***** Dataset *****
//! staffscope - workforce demographics chart report
//!
//! Loads `output.csv` from the working directory and walks through four
//! distribution figures in one native window.

mod data;
mod charts;
mod reports;
mod gui;

use std::path::Path;

use anyhow::{anyhow, Context};
use eframe::egui;

use charts::{Theme, FIGURE_HEIGHT, FIGURE_WIDTH};
use gui::ReportViewer;

const DATASET_FILE: &str = "output.csv";

fn main() -> anyhow::Result<()> {
    env_logger::init();

    let dataset = data::load_dataset(Path::new(DATASET_FILE))
        .with_context(|| format!("could not load {DATASET_FILE}"))?;

    let theme = Theme::default();
    let figures = reports::build_report(&dataset, theme)?;

    let options = eframe::NativeOptions {
        viewport: egui::ViewportBuilder::default()
            .with_inner_size([FIGURE_WIDTH as f32 + 16.0, FIGURE_HEIGHT as f32 + 16.0])
            .with_title(ReportViewer::window_title(&figures, 0)),
        ..Default::default()
    };

    eframe::run_native(
        "staffscope",
        options,
        Box::new(move |cc| Ok(Box::new(ReportViewer::new(cc, figures, theme)))),
    )
    .map_err(|e| anyhow!("Failed to show report window: {e}"))
}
*****
_What the task asks_.
Examine the records and pull out every line where the string "options" occurs.

_Answer for this exercise_.
    let options = eframe::NativeOptions {
        options,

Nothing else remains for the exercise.